It’s 2024, and I just turned 41, and I feel like I’m permanently stuck in a hamster wheel.
I’m a working mom of four kids reading the news daily, feeling gut-wrenched about the recent ruling in Alabama, sending women who have undergone IVF into a state of anxiety about the state of their embryos.
We’re in an election year, which means campaign rhetoric and dramatic claims about the future of our democracy run in the background with increasing urgency. We face a constant struggle to both stay informed and also keep a healthy distance for our mental health.
I work full-time remotely, which has been an absolute blessing, but still leaves me zero time to decompress as I jump from Teams calls to wiping toddler bottoms, or from strategy decks to resetting screen time for Bluey (an absolute gem of a show for both kids and parents—if you haven’t checked it out, I highly recommend).
However, the whole “return to office” movement has many of us who work remotely starting to worry that the free days we have from a commute and real clothes may be numbered. For working parents, the extra time and money saved from going into an office daily is often worth more than a higher salary or promotion.
Many of us are still recovering from the pandemic years, and also helping our children recover as well. Reading and math scores are still recovering among elementary students, and social/emotional growth is still recovering among older kids.
We’re told to limit screen time, yet so many times we have to use it in order to complete the never-ending number of tasks piling up around the house or to keep little brothers and sisters entertained while older kids engage in all the extracurricular activities.
I have an aging mother who was just diagnosed with multiple myeloma and who suffered a heart attack within the last six months. She’s currently undergoing chemotherapy that’s working well, but she can’t be around anyone who is sick. With four kids all in school, we are a magnet for fresh viruses all the time, so our time together gets diminished.

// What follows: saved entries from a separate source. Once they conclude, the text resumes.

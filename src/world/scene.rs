//! Scene loading
//!
//! Uses RON (Rusty Object Notation) for human-readable scene files. A scene
//! lists meshes by OBJ path (or the built-in cube), with an optional texture
//! and the mesh transform. Relative paths resolve against the scene file.

use std::fs;
use std::path::{Path, PathBuf};

use serde::{Deserialize, Serialize};

use crate::rasterizer::{Color, Texture, Vec3};
use super::{load_obj, Mesh};

/// Error type for scene, mesh and texture loading
#[derive(Debug)]
pub enum SceneError {
    IoError(std::io::Error),
    ParseError(ron::error::SpannedError),
    Obj { line: usize, message: String },
    ImageError(image::ImageError),
    InvalidFace { mesh: String, face: usize, index: usize, vertex_count: usize },
}

impl From<std::io::Error> for SceneError {
    fn from(e: std::io::Error) -> Self {
        SceneError::IoError(e)
    }
}

impl From<ron::error::SpannedError> for SceneError {
    fn from(e: ron::error::SpannedError) -> Self {
        SceneError::ParseError(e)
    }
}

impl From<image::ImageError> for SceneError {
    fn from(e: image::ImageError) -> Self {
        SceneError::ImageError(e)
    }
}

impl std::fmt::Display for SceneError {
    fn fmt(&self, f: &mut std::fmt::Formatter<'_>) -> std::fmt::Result {
        match self {
            SceneError::IoError(e) => write!(f, "IO error: {}", e),
            SceneError::ParseError(e) => write!(f, "Parse error: {}", e),
            SceneError::Obj { line, message } => write!(f, "OBJ error on line {}: {}", line, message),
            SceneError::ImageError(e) => write!(f, "Image error: {}", e),
            SceneError::InvalidFace { mesh, face, index, vertex_count } => write!(
                f,
                "Mesh '{}' face {} uses vertex {} but only {} exist",
                mesh, face, index, vertex_count
            ),
        }
    }
}

impl std::error::Error for SceneError {}

fn default_scale() -> Vec3 {
    Vec3::new(1.0, 1.0, 1.0)
}

/// One mesh entry in a scene file
#[derive(Debug, Clone, Serialize, Deserialize)]
pub struct MeshDesc {
    /// OBJ file; the built-in cube when absent
    #[serde(default)]
    pub obj: Option<String>,
    /// Image file; a checkerboard when absent
    #[serde(default)]
    pub texture: Option<String>,
    /// Base color for every face (flat fill modes)
    #[serde(default)]
    pub color: Option<Color>,
    #[serde(default = "default_scale")]
    pub scale: Vec3,
    #[serde(default)]
    pub rotation: Vec3,
    #[serde(default)]
    pub translation: Vec3,
    #[serde(default)]
    pub spin: Vec3,
}

/// Scene file contents
#[derive(Debug, Clone, Default, Serialize, Deserialize)]
pub struct SceneDesc {
    #[serde(default)]
    pub meshes: Vec<MeshDesc>,
}

/// Loaded meshes ready for the pipeline
#[derive(Debug, Clone, Default)]
pub struct Scene {
    pub meshes: Vec<Mesh>,
}

impl Scene {
    /// Fallback scene: one spinning cube in front of the camera
    pub fn default_cube() -> Self {
        let mut cube = Mesh::cube();
        cube.texture = Some(Texture::checkerboard(64, 64, Color::WHITE, Color::new(200, 60, 60)));
        cube.translation = Vec3::new(0.0, 0.0, 5.0);
        cube.spin = Vec3::new(0.3, 0.5, 0.0);
        Self { meshes: vec![cube] }
    }

    pub fn animate(&mut self, dt: f32) {
        for mesh in &mut self.meshes {
            mesh.animate(dt);
        }
    }
}

fn resolve(base: &Path, file: &str) -> PathBuf {
    let p = Path::new(file);
    if p.is_absolute() {
        p.to_path_buf()
    } else {
        base.join(p)
    }
}

fn build_mesh(desc: &MeshDesc, index: usize, base: &Path) -> Result<Mesh, SceneError> {
    let mut mesh = match &desc.obj {
        Some(file) => load_obj(resolve(base, file))?,
        None => Mesh::cube(),
    };
    if mesh.name.is_empty() {
        mesh.name = format!("mesh{}", index);
    }

    mesh.texture = Some(match &desc.texture {
        Some(file) => {
            let path = resolve(base, file);
            let texture = Texture::from_file(&path)?;
            log::info!("loaded texture {} ({}x{})", path.display(), texture.width, texture.height);
            texture
        }
        None => {
            log::warn!("mesh '{}' has no texture, using a checkerboard", mesh.name);
            Texture::checkerboard(64, 64, Color::WHITE, Color::new(128, 128, 128))
        }
    });

    if let Some(color) = desc.color {
        for face in &mut mesh.faces {
            face.color = color;
        }
    }

    mesh.scale = desc.scale;
    mesh.rotation = desc.rotation;
    mesh.translation = desc.translation;
    mesh.spin = desc.spin;
    mesh.validate()?;
    Ok(mesh)
}

/// Build a scene from a parsed description. `base` anchors relative paths.
pub fn build_scene(desc: &SceneDesc, base: &Path) -> Result<Scene, SceneError> {
    let meshes = desc
        .meshes
        .iter()
        .enumerate()
        .map(|(i, m)| build_mesh(m, i, base))
        .collect::<Result<Vec<_>, _>>()?;
    Ok(Scene { meshes })
}

/// Load a scene from a RON file
pub fn load_scene<P: AsRef<Path>>(path: P) -> Result<Scene, SceneError> {
    let path = path.as_ref();
    let contents = fs::read_to_string(path)?;
    let desc: SceneDesc = ron::from_str(&contents)?;
    let base = path.parent().unwrap_or(Path::new("."));
    let scene = build_scene(&desc, base)?;
    log::info!("loaded scene {} with {} meshes", path.display(), scene.meshes.len());
    Ok(scene)
}

/// Load a scene from a RON string (for embedded scenes or testing)
pub fn load_scene_from_str(s: &str) -> Result<Scene, SceneError> {
    let desc: SceneDesc = ron::from_str(s)?;
    build_scene(&desc, Path::new("."))
}
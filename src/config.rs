//! Render configuration
//!
//! Loaded from a RON file; any field left out takes its default.

use std::fs;
use std::path::Path;

use serde::{Deserialize, Serialize};

use crate::rasterizer::{Color, CullMode, DepthPolicy, PipelineSettings, RenderMode, Vec3, HEIGHT, WIDTH};

/// Error type for configuration loading
#[derive(Debug)]
pub enum ConfigError {
    IoError(std::io::Error),
    ParseError(ron::error::SpannedError),
    Invalid(String),
}

impl From<std::io::Error> for ConfigError {
    fn from(e: std::io::Error) -> Self {
        ConfigError::IoError(e)
    }
}

impl From<ron::error::SpannedError> for ConfigError {
    fn from(e: ron::error::SpannedError) -> Self {
        ConfigError::ParseError(e)
    }
}

impl std::fmt::Display for ConfigError {
    fn fmt(&self, f: &mut std::fmt::Formatter<'_>) -> std::fmt::Result {
        match self {
            ConfigError::IoError(e) => write!(f, "IO error: {}", e),
            ConfigError::ParseError(e) => write!(f, "Parse error: {}", e),
            ConfigError::Invalid(msg) => write!(f, "Invalid config: {}", msg),
        }
    }
}

impl std::error::Error for ConfigError {}

#[derive(Debug, Clone, Serialize, Deserialize)]
#[serde(default)]
pub struct RenderConfig {
    pub width: usize,
    pub height: usize,
    /// Vertical field of view (degrees)
    pub fov_y: f32,
    pub z_near: f32,
    pub z_far: f32,
    pub cull_mode: CullMode,
    pub render_mode: RenderMode,
    pub depth_policy: DepthPolicy,
    pub light_dir: Vec3,
    pub clear_color: Color,
    pub show_grid: bool,
    /// Scene file; the built-in cube when absent
    pub scene: Option<String>,
    pub camera_position: Vec3,
}

impl Default for RenderConfig {
    fn default() -> Self {
        Self {
            width: WIDTH,
            height: HEIGHT,
            fov_y: 60.0,
            z_near: 0.1,
            z_far: 100.0,
            cull_mode: CullMode::BackFace,
            render_mode: RenderMode::Textured,
            depth_policy: DepthPolicy::PerPixel,
            light_dir: Vec3::FORWARD,
            clear_color: Color::BLACK,
            show_grid: true,
            scene: None,
            camera_position: Vec3::ZERO,
        }
    }
}

impl RenderConfig {
    /// Largest framebuffer side the window texture can hold
    pub const MAX_DIMENSION: usize = u16::MAX as usize;

    /// Reject values the pipeline cannot work with
    pub fn validate(&self) -> Result<(), ConfigError> {
        let dims = 1..=Self::MAX_DIMENSION;
        if !dims.contains(&self.width) || !dims.contains(&self.height) {
            return Err(ConfigError::Invalid(format!(
                "framebuffer size {}x{} must be within 1..={} on each side",
                self.width,
                self.height,
                Self::MAX_DIMENSION
            )));
        }
        if !(self.fov_y > 0.0 && self.fov_y < 180.0) {
            return Err(ConfigError::Invalid(format!("fov_y {} must be between 0 and 180 degrees", self.fov_y)));
        }
        if !(self.z_near > 0.0 && self.z_far > self.z_near) {
            return Err(ConfigError::Invalid(format!(
                "clip planes need 0 < z_near < z_far (got {} and {})",
                self.z_near, self.z_far
            )));
        }
        Ok(())
    }

    pub fn pipeline_settings(&self) -> PipelineSettings {
        PipelineSettings {
            cull_mode: self.cull_mode,
            render_mode: self.render_mode,
            depth_policy: self.depth_policy,
            fov_y: self.fov_y.to_radians(),
            z_near: self.z_near,
            z_far: self.z_far,
            light_dir: self.light_dir,
        }
    }
}

/// Load configuration from a RON file. A missing file yields the defaults.
pub fn load_config<P: AsRef<Path>>(path: P) -> Result<RenderConfig, ConfigError> {
    let path = path.as_ref();
    if !path.exists() {
        log::info!("no config at {}, using defaults", path.display());
        return Ok(RenderConfig::default());
    }
    let contents = fs::read_to_string(path)?;
    let config = load_config_from_str(&contents)?;
    log::info!("loaded config {}", path.display());
    Ok(config)
}

pub fn load_config_from_str(s: &str) -> Result<RenderConfig, ConfigError> {
    let config: RenderConfig = ron::from_str(s)?;
    config.validate()?;
    Ok(config)
}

With my mother’s and so many of my friends’ parents’ health starting to decline, questions about who will help support and how are always at the back of our minds. The guilt that often comes along with not always being available to help is also real.
Our generation seems to be walking an ever-decreasing tightrope—a balancing act when we’re constantly evaluating what’s best for our kids, our aging parents, and our own health . . . .in the face of always-on war coverage, political debates, doomsday climate articles, and the constant barrage of gorgeously filtered social media posts that invite inevitable comparison to a handpicked view into others’ lives.
Most older millennials I know are exhausted, and frankly, it’s no wonder. These “unprecedented times” are taking a toll, and I’m not sure there’s an end in sight.